Reproducible but dynamic positioning of DNA in chromosomes during mitosis

How DNA is folded into chromosomes is unknown. Mitotic chromosome banding shows reproducibility in longitudinal compaction at a resolution of several megabase pairs, but it is less clear whether DNA sequences are targeted laterally to specific locations. The in vitro chromosome assembly of prokaryotic DNA(1) suggests that there is a lack of sequence requirements for chromosome condensation, implying an absence of DNA targeting. Protein extraction experiments indicate, however, that specific DNA sequences may bind to a chromosome scaffold(2,3). Chromosome banding patterns, using dyes with differential sequence specificity, have been interpreted to result from the alignment of AT-rich sequences in a partially helically folded chromosome scaffold(4).
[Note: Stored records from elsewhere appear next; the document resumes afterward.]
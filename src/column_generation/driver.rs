use std::fmt;
use std::time::{Duration, Instant};

use crate::column_generation::column_pool::ColumnPools;
use crate::column_generation::greedy::greedy_configuration;
use crate::column_generation::master::{DualPrices, RestrictedMaster};
use crate::column_generation::pricing::{PricingOutcome, PricingSubproblem};
use crate::column_generation::verification::{RawAssignment, verify_admitted, verify_assignment};
use crate::config::{CgConfig, SeedStrategy};
use crate::domain::configuration::Configuration;
use crate::domain::id::{BatchId, IdGenerator, ServiceId};
use crate::domain::network::{Network, SubstrateSnapshot};
use crate::domain::service::Service;
use crate::error::CgError;
use crate::report::ANALYTICS_TARGET;
use crate::solver::Solver;

#[derive(Debug, Clone, Copy, PartialEq, Eq)]
pub enum CgState {
    Initializing,
    Iterating,
    Converged,
    Stalled,
    IterationCapReached,
    FinalSolve,
    Done,
    Infeasible,
}

/// Why the pricing loop ended.
#[derive(Debug, Clone, Copy, PartialEq, Eq)]
pub enum Termination {
    /// A full pricing pass proved that no improving column exists.
    Converged,
    /// A pricing pass added no column but at least one pricing solve ended at a limit or failed,
    /// so the LP bound is not proven.
    Stalled,
    IterationCapReached,
    /// No service admits any column.
    Infeasible,
    /// A master solve failed, nothing is admitted.
    MasterFailure,
}

impl fmt::Display for Termination {
    fn fmt(&self, f: &mut fmt::Formatter<'_>) -> fmt::Result {
        let name = match self {
            Termination::Converged => "Converged",
            Termination::Stalled => "Stalled",
            Termination::IterationCapReached => "IterationCapReached",
            Termination::Infeasible => "Infeasible",
            Termination::MasterFailure => "MasterFailure",
        };
        write!(f, "{}", name)
    }
}

/// Everything a finished run of the driver leaves behind.
#[derive(Debug, Clone)]
pub struct CgOutcome {
    pub batch: BatchId,
    pub termination: Termination,

    /// Number of master LP solves.
    pub iterations: usize,

    /// LP objective after every iteration.
    pub lp_history: Vec<f64>,
    pub lp_time: Duration,
    pub ilp_objective: Option<f64>,
    pub ilp_time: Duration,
    pub pools: ColumnPools,

    /// `(service, id_per_service)` of the columns picked by the integer solve.
    pub selected: Vec<(ServiceId, usize)>,

    /// Services without any feasible column.
    pub excluded: Vec<ServiceId>,

    /// Priced columns rejected by the consistency checker.
    pub discarded_columns: usize,
    pub error: Option<String>,
    pub elapsed: Duration,
}

impl CgOutcome {
    fn new(batch: BatchId) -> Self {
        Self {
            batch,
            termination: Termination::Infeasible,
            iterations: 0,
            lp_history: Vec::new(),
            lp_time: Duration::ZERO,
            ilp_objective: None,
            ilp_time: Duration::ZERO,
            pools: ColumnPools::new(),
            selected: Vec::new(),
            excluded: Vec::new(),
            discarded_columns: 0,
            error: None,
            elapsed: Duration::ZERO,
        }
    }

    pub fn lp_objective(&self) -> Option<f64> {
        self.lp_history.last().copied()
    }

    pub fn admitted(&self) -> usize {
        self.selected.len()
    }

    /// The configurations chosen by the integer solve.
    pub fn selected_configurations(&self) -> impl Iterator<Item = &Configuration> + '_ {
        self.selected.iter().filter_map(|(service, index)| self.pools.pool(*service).and_then(|pool| pool.get(*index)))
    }
}

/// Column-generation loop of one batch.
///
/// `Initializing -> Iterating -> Converged | Stalled | IterationCapReached -> FinalSolve -> Done`,
/// or `Initializing -> Infeasible` if no service admits any column.
pub struct ColumnGeneration<'a, S: Solver> {
    batch: BatchId,
    network: &'a Network,
    snapshot: &'a SubstrateSnapshot,
    config: &'a CgConfig,
    solver: &'a S,
    state: CgState,
}

impl<'a, S: Solver> ColumnGeneration<'a, S> {
    pub fn new(batch: BatchId, network: &'a Network, snapshot: &'a SubstrateSnapshot, config: &'a CgConfig, solver: &'a S) -> Self {
        Self { batch, network, snapshot, config, solver, state: CgState::Initializing }
    }

    pub fn state(&self) -> CgState {
        self.state
    }

    fn transition(&mut self, next: CgState) {
        log::debug!("Batch {}: {:?} -> {:?}", self.batch, self.state, next);
        self.state = next;
    }

    /// Runs the whole state machine for `services`.
    pub fn run(&mut self, services: &[Service], ids: &mut IdGenerator) -> CgOutcome {
        let start = Instant::now();
        let mut outcome = CgOutcome::new(self.batch);
        self.state = CgState::Initializing;

        self.seed(services, ids, &mut outcome);

        if outcome.pools.is_empty() {
            log::info!("Batch {}: no service admits a configuration", self.batch);
            self.transition(CgState::Infeasible);
            outcome.termination = Termination::Infeasible;
            outcome.elapsed = start.elapsed();
            return outcome;
        }

        self.transition(CgState::Iterating);
        let active: Vec<&Service> = services.iter().filter(|s| outcome.pools.pool(s.id).is_some()).collect();

        if let Err(e) = self.iterate(&active, ids, &mut outcome) {
            return self.fail(outcome, e, start);
        }

        self.transition(CgState::FinalSolve);
        if let Err(e) = self.final_solve(&mut outcome) {
            return self.fail(outcome, e, start);
        }

        self.transition(CgState::Done);
        outcome.elapsed = start.elapsed();

        tracing::info!(
            target: ANALYTICS_TARGET,
            LogDescription = "Column generation finished",
            Batch = %self.batch,
            Termination = %outcome.termination,
            Iterations = outcome.iterations,
            Columns = outcome.pools.total_columns(),
            LpObjective = outcome.lp_objective().unwrap_or(f64::NAN),
            IlpObjective = outcome.ilp_objective.unwrap_or(f64::NAN),
            Admitted = outcome.admitted(),
            DiscardedColumns = outcome.discarded_columns,
            ProcessingTime = outcome.elapsed.as_millis() as u64,
        );

        outcome
    }

    /// One column per service, by greedy placement or zero-dual pricing.
    fn seed(&self, services: &[Service], ids: &mut IdGenerator, outcome: &mut CgOutcome) {
        let zero = DualPrices::zero(self.network.vnfs().len(), self.network.links().len(), self.snapshot.horizon());
        let pricing = PricingSubproblem::new(self.network, self.snapshot, self.config, self.solver);

        for service in services {
            if self.config.seed == SeedStrategy::Greedy {
                if let Some(configuration) = greedy_configuration(service, self.network, self.snapshot, self.config, ids) {
                    if self.accept_seed(service, &configuration, outcome) {
                        outcome.pools.insert(configuration);
                        continue;
                    }
                }
                log::debug!("Batch {}: no greedy seed for service {}, falling back to pricing", self.batch, service.id);
            }

            match pricing.price(service, &zero, ids) {
                Ok(PricingOutcome::Column { configuration, .. }) => {
                    outcome.pools.insert(configuration);
                }
                Ok(PricingOutcome::NoImprovingColumn { best_value }) => {
                    log::info!("Batch {}: service {} has no profitable configuration (best value {:?}), excluded", self.batch, service.id, best_value);
                    outcome.excluded.push(service.id);
                }
                Ok(PricingOutcome::Infeasible) => {
                    log::info!("Batch {}: service {} cannot be scheduled in this horizon, excluded", self.batch, service.id);
                    outcome.excluded.push(service.id);
                }
                Ok(PricingOutcome::Unresolved { stop_reason, .. }) => {
                    log::warn!("Batch {}: seeding of service {} stopped at {:?} without a column, excluded", self.batch, service.id, stop_reason);
                    outcome.excluded.push(service.id);
                }
                Err(e) => {
                    self.record_pricing_error(service.id, 0, &e, outcome);
                    outcome.excluded.push(service.id);
                }
            }
        }
    }

    fn accept_seed(&self, service: &Service, configuration: &Configuration, outcome: &mut CgOutcome) -> bool {
        if !self.config.verify_columns {
            return true;
        }

        match verify_assignment(service, self.network, self.snapshot, &RawAssignment::from_configuration(configuration)) {
            Ok(_) => true,
            Err(details) => {
                let e = CgError::InconsistentSolution { service: service.id, details };
                self.record_pricing_error(service.id, 0, &e, outcome);
                false
            }
        }
    }

    fn iterate(&mut self, active: &[&Service], ids: &mut IdGenerator, outcome: &mut CgOutcome) -> Result<(), CgError> {
        let pricing = PricingSubproblem::new(self.network, self.snapshot, self.config, self.solver);

        while outcome.iterations < self.config.max_iterations {
            let lp = RestrictedMaster::new(self.batch, &outcome.pools, self.snapshot, self.config).solve_relaxation(self.solver)?;
            outcome.iterations += 1;
            outcome.lp_time += lp.elapsed;
            outcome.lp_history.push(lp.objective);

            let duals = lp.duals.unwrap_or_else(|| DualPrices::zero(self.network.vnfs().len(), self.network.links().len(), self.snapshot.horizon()));
            let mut added = 0;
            let mut unresolved = 0;

            for service in active {
                match pricing.price(service, &duals, ids) {
                    Ok(PricingOutcome::Column { configuration, reduced_cost, stop_reason }) => {
                        let id = configuration.id();
                        match outcome.pools.insert(configuration) {
                            Some(index) => {
                                added += 1;
                                log::debug!(
                                    "Batch {} iteration {}: service {} gets column {} as #{} (reduced cost {:.6}, early stop {:?})",
                                    self.batch,
                                    outcome.iterations,
                                    service.id,
                                    id,
                                    index,
                                    reduced_cost,
                                    stop_reason
                                );
                            }
                            None => log::debug!("Batch {} iteration {}: column {} of service {} is a duplicate", self.batch, outcome.iterations, id, service.id),
                        }
                    }
                    Ok(PricingOutcome::NoImprovingColumn { .. }) => {}
                    Ok(PricingOutcome::Unresolved { .. }) => unresolved += 1,
                    Ok(PricingOutcome::Infeasible) => {
                        log::warn!("Batch {} iteration {}: pricing of service {} became infeasible", self.batch, outcome.iterations, service.id);
                    }
                    Err(e) => {
                        unresolved += 1;
                        self.record_pricing_error(service.id, outcome.iterations, &e, outcome);
                    }
                }
            }

            tracing::info!(
                target: ANALYTICS_TARGET,
                LogDescription = "Column generation iteration",
                Batch = %self.batch,
                Iteration = outcome.iterations,
                LpObjective = lp.objective,
                ColumnsAdded = added,
                UnresolvedPricing = unresolved,
                Columns = outcome.pools.total_columns(),
                ProcessingTime = lp.elapsed.as_millis() as u64,
            );

            if added == 0 && unresolved > 0 {
                log::warn!("Batch {}: no column added but {} pricing solves are unresolved", self.batch, unresolved);
                self.transition(CgState::Stalled);
                outcome.termination = Termination::Stalled;
                return Ok(());
            }
            if added == 0 {
                self.transition(CgState::Converged);
                outcome.termination = Termination::Converged;
                return Ok(());
            }
        }

        log::info!("Batch {}: iteration cap of {} reached before convergence", self.batch, self.config.max_iterations);
        self.transition(CgState::IterationCapReached);
        outcome.termination = Termination::IterationCapReached;
        Ok(())
    }

    fn final_solve(&self, outcome: &mut CgOutcome) -> Result<(), CgError> {
        let ilp = RestrictedMaster::new(self.batch, &outcome.pools, self.snapshot, self.config).solve_integer(self.solver)?;
        outcome.ilp_objective = Some(ilp.objective);
        outcome.ilp_time = ilp.elapsed;
        outcome.selected = ilp.selected().collect();

        if self.config.verify_columns {
            let chosen: Vec<&Configuration> = outcome.selected_configurations().collect();
            let issues = verify_admitted(&chosen, self.snapshot);
            if !issues.is_empty() {
                log::error!("Batch {}: admitted schedule violates {} resource rules, first: {}", self.batch, issues.len(), issues[0]);
                outcome.selected.clear();
                outcome.error = Some(format!("admitted schedule is inconsistent: {}", issues[0]));
            }
        }

        log::info!(
            "Batch {}: final solve admits {} of {} services (objective {:.4}, {} iterations, {})",
            self.batch,
            outcome.admitted(),
            outcome.pools.services().count() + outcome.excluded.len(),
            ilp.objective,
            outcome.iterations,
            outcome.termination
        );
        Ok(())
    }

    fn fail(&mut self, mut outcome: CgOutcome, error: CgError, start: Instant) -> CgOutcome {
        log::error!("Batch {}: {}", self.batch, error);
        self.transition(CgState::Done);
        outcome.termination = Termination::MasterFailure;
        outcome.selected.clear();
        outcome.error = Some(error.to_string());
        outcome.elapsed = start.elapsed();
        outcome
    }

    fn record_pricing_error(&self, service: ServiceId, iteration: usize, error: &CgError, outcome: &mut CgOutcome) {
        match error {
            CgError::InconsistentSolution { details, .. } => {
                outcome.discarded_columns += 1;
                log::warn!("Batch {} iteration {}: discarded column of service {}: {}", self.batch, iteration, service, error);
                for detail in details {
                    log::debug!("  {}", detail);
                }
            }
            other => log::error!("Batch {} iteration {}: pricing of service {} failed: {}", self.batch, iteration, service, other),
        }
    }
}
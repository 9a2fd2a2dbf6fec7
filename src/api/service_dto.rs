use serde::{Deserialize, Serialize};

use crate::domain::id::{ServiceId, ServiceSetId};
use crate::domain::network::VnfType;
use crate::domain::service::{Service, ensure_unique_ids};
use crate::error::ModelError;

#[derive(Serialize, Deserialize, Debug, Clone)]
#[serde(rename_all = "camelCase")]
pub struct ServiceSetDto {
    pub id: usize,
    pub services: Vec<ServiceDto>,
}

#[derive(Serialize, Deserialize, Debug, Clone)]
#[serde(rename_all = "camelCase")]
pub struct ServiceDto {
    pub id: usize,
    pub bandwidth: i64,

    /// Slots after arrival by which the chain has to be finished.
    pub deadline: Option<u32>,

    /// Defaults to the bandwidth, i.e. one slot per transmission.
    pub traffic_size: Option<i64>,

    #[serde(default)]
    pub arrival: u32,
    pub departure: Option<u32>,
    pub chain: Vec<MiddleboxDto>,
}

#[derive(Serialize, Deserialize, Debug, Clone)]
#[serde(rename_all = "camelCase")]
pub struct MiddleboxDto {
    pub vnf_type: u32,
    pub processing_time: u32,
}

impl Service {
    pub fn from_dto(dto: ServiceDto) -> Result<Self, ModelError> {
        let chain: Vec<(VnfType, u32)> = dto.chain.iter().map(|m| (VnfType(m.vnf_type), m.processing_time)).collect();
        let mut service = Service::new(ServiceId::new(dto.id), &chain, dto.bandwidth).with_arrival(dto.arrival);

        if let Some(deadline) = dto.deadline {
            service = service.with_deadline(deadline);
        }
        if let Some(traffic_size) = dto.traffic_size {
            service = service.with_traffic_size(traffic_size);
        }
        if let Some(departure) = dto.departure {
            service = service.with_departure(departure);
        }

        service.validate()?;
        Ok(service)
    }
}

/// Converts a whole service set. Fails on the first invalid service or repeated id.
pub fn services_from_dto(dto: ServiceSetDto) -> Result<(ServiceSetId, Vec<Service>), ModelError> {
    let services = dto.services.into_iter().map(Service::from_dto).collect::<Result<Vec<_>, _>>()?;
    ensure_unique_ids(&services)?;
    Ok((ServiceSetId::new(dto.id), services))
}

#[cfg(test)]
mod tests {
    use super::*;

    #[test]
    fn test_service_set_from_json() {
        let json = r#"{
            "id": 4,
            "services": [
                { "id": 0, "bandwidth": 2, "deadline": 6, "trafficSize": 5, "arrival": 3,
                  "chain": [ { "vnfType": 0, "processingTime": 2 }, { "vnfType": 1, "processingTime": 1 } ] },
                { "id": 1, "bandwidth": 1, "chain": [ { "vnfType": 1, "processingTime": 3 } ] }
            ]
        }"#;
        let dto: ServiceSetDto = serde_json::from_str(json).unwrap();
        let (id, services) = services_from_dto(dto).unwrap();

        assert_eq!(id, ServiceSetId::new(4));
        assert_eq!(services[0].due_slot(), Some(9));
        assert_eq!(services[0].transmission_time(), 3);
        assert_eq!(services[0].virtual_links().len(), 1);
        assert_eq!(services[1].deadline, None);
        assert_eq!(services[1].arrival, 0);
    }

    #[test]
    fn test_empty_chain_is_rejected() {
        let dto = ServiceDto { id: 2, bandwidth: 1, deadline: None, traffic_size: None, arrival: 0, departure: None, chain: Vec::new() };
        assert!(matches!(Service::from_dto(dto), Err(ModelError::InvalidService { .. })));
    }

    #[test]
    fn test_repeated_service_id_is_rejected() {
        let json = r#"{
            "id": 1,
            "services": [
                { "id": 7, "bandwidth": 1, "chain": [ { "vnfType": 0, "processingTime": 1 } ] },
                { "id": 7, "bandwidth": 2, "arrival": 4, "chain": [ { "vnfType": 0, "processingTime": 2 } ] }
            ]
        }"#;
        let dto: ServiceSetDto = serde_json::from_str(json).unwrap();
        match services_from_dto(dto) {
            Err(ModelError::InvalidService { service, reason }) => {
                assert_eq!(service, ServiceId::new(7));
                assert!(reason.contains("duplicate"));
            }
            other => panic!("expected a duplicate id error, got {:?}", other),
        }
    }
}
But fluorescence in situ hybridization experiments, perhaps owing to technical limitations, have shown at best only slight deviation from a random, lateral sequence distributions. Here we show that there is highly reproducible targeting of specific chromosome segments to the metaphase chromatid axis, but that these segments localize to the periphery of prophase and telophase chromosomes. Unfolding intermediates during anaphase and telophase suggest that sequence repositioning occurs through the global uncoiling of an underlying chromatid structure.